Stored items:
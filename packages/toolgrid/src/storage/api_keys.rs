use chrono::{DateTime, Utc};
use rusqlite::{params, OptionalExtension};
use sha2::{Digest, Sha256};
use toolgrid_types::{ApiKeyId, TenantId};

use super::db::{time, Db, StorageResult};
use super::servers::parse_id;

/// Stored API key metadata. Only a SHA-256 hash of the key material is
/// kept; the plaintext exists once, in the creation response.
#[derive(Debug, Clone)]
pub struct ApiKeyRecord {
    pub id: ApiKeyId,
    pub name: String,
    pub tenant_id: Option<TenantId>,
    pub enabled: bool,
    pub created_at: DateTime<Utc>,
    pub last_used_at: Option<DateTime<Utc>>,
}

#[derive(Clone)]
pub struct ApiKeyStore {
    db: Db,
}

pub fn hash_key(key: &str) -> String {
    const_hex::encode(Sha256::digest(key.as_bytes()))
}

impl ApiKeyStore {
    pub fn new(db: Db) -> Self {
        Self { db }
    }

    pub fn insert(
        &self,
        name: &str,
        key: &str,
        tenant_id: Option<TenantId>,
    ) -> StorageResult<ApiKeyRecord> {
        let record = ApiKeyRecord {
            id: ApiKeyId::generate(),
            name: name.to_string(),
            tenant_id,
            enabled: true,
            created_at: Utc::now(),
            last_used_at: None,
        };

        self.db.with_conn(|conn| {
            conn.execute(
                "INSERT INTO api_keys (id, name, key_hash, tenant_id, enabled, created_at)
                 VALUES (?1, ?2, ?3, ?4, 1, ?5)",
                params![
                    record.id.as_ref(),
                    record.name,
                    hash_key(key),
                    record.tenant_id.as_ref().map(|t| t.as_ref()),
                    time::to_sql(record.created_at),
                ],
            )
        })?;

        Ok(record)
    }

    /// Resolves presented key material to an enabled key record,
    /// stamping `last_used_at` on the way through.
    pub fn authenticate(&self, key: &str) -> StorageResult<Option<ApiKeyRecord>> {
        let hash = hash_key(key);
        let record = self.db.with_conn(|conn| {
            conn.query_row(
                "SELECT id, name, tenant_id, enabled, created_at, last_used_at
                 FROM api_keys WHERE key_hash = ?1 AND enabled = 1",
                [hash.as_str()],
                |row| {
                    Ok(ApiKeyRecord {
                        id: parse_id(row, 0)?,
                        name: row.get(1)?,
                        tenant_id: row
                            .get::<_, Option<String>>(2)?
                            .map(|raw| parse_tenant(raw))
                            .transpose()?,
                        enabled: row.get(3)?,
                        created_at: time::from_sql(&row.get::<_, String>(4)?),
                        last_used_at: time::opt_from_sql(row.get(5)?),
                    })
                },
            )
            .optional()
        })?;

        if let Some(record) = &record {
            self.db.with_conn(|conn| {
                conn.execute(
                    "UPDATE api_keys SET last_used_at = ?2 WHERE id = ?1",
                    params![record.id.as_ref(), time::to_sql(Utc::now())],
                )
            })?;
        }

        Ok(record)
    }

    pub fn set_enabled(&self, id: &ApiKeyId, enabled: bool) -> StorageResult<bool> {
        let changed = self.db.with_conn(|conn| {
            conn.execute(
                "UPDATE api_keys SET enabled = ?2 WHERE id = ?1",
                params![id.as_ref(), enabled],
            )
        })?;
        Ok(changed > 0)
    }

    pub fn list(&self) -> StorageResult<Vec<ApiKeyRecord>> {
        self.db.with_conn(|conn| {
            let mut stmt = conn.prepare(
                "SELECT id, name, tenant_id, enabled, created_at, last_used_at
                 FROM api_keys ORDER BY created_at",
            )?;
            let rows = stmt.query_map([], |row| {
                Ok(ApiKeyRecord {
                    id: parse_id(row, 0)?,
                    name: row.get(1)?,
                    tenant_id: row
                        .get::<_, Option<String>>(2)?
                        .map(|raw| parse_tenant(raw))
                        .transpose()?,
                    enabled: row.get(3)?,
                    created_at: time::from_sql(&row.get::<_, String>(4)?),
                    last_used_at: time::opt_from_sql(row.get(5)?),
                })
            })?;
            rows.collect()
        })
    }
}

fn parse_tenant(raw: String) -> rusqlite::Result<TenantId> {
    TenantId::new(raw).map_err(|e| {
        rusqlite::Error::FromSqlConversionFailure(2, rusqlite::types::Type::Text, Box::new(e))
    })
}

#[cfg(test)]
mod tests {
    use super::*;
    use crate::storage::migrations;

    fn store() -> ApiKeyStore {
        let db = Db::open_in_memory().unwrap();
        migrations::apply(&db).unwrap();
        ApiKeyStore::new(db)
    }

    #[test]
    fn authenticate_matches_hash_only() {
        let store = store();
        let record = store.insert("ci", "tg_secret_123", None).unwrap();

        let found = store.authenticate("tg_secret_123").unwrap().unwrap();
        assert_eq!(found.id, record.id);
        assert!(store.authenticate("wrong").unwrap().is_none());
    }

    #[test]
    fn disabled_keys_do_not_authenticate() {
        let store = store();
        let record = store.insert("ci", "tg_secret_123", None).unwrap();
        store.set_enabled(&record.id, false).unwrap();
        assert!(store.authenticate("tg_secret_123").unwrap().is_none());
    }
}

What is being asked - The word "ApiKeyId" appears in some lines above. Return every one of those lines.

Task solution -
use toolgrid_types::{ApiKeyId, TenantId};
    pub id: ApiKeyId,
            id: ApiKeyId::generate(),
    pub fn set_enabled(&self, id: &ApiKeyId, enabled: bool) -> StorageResult<bool> {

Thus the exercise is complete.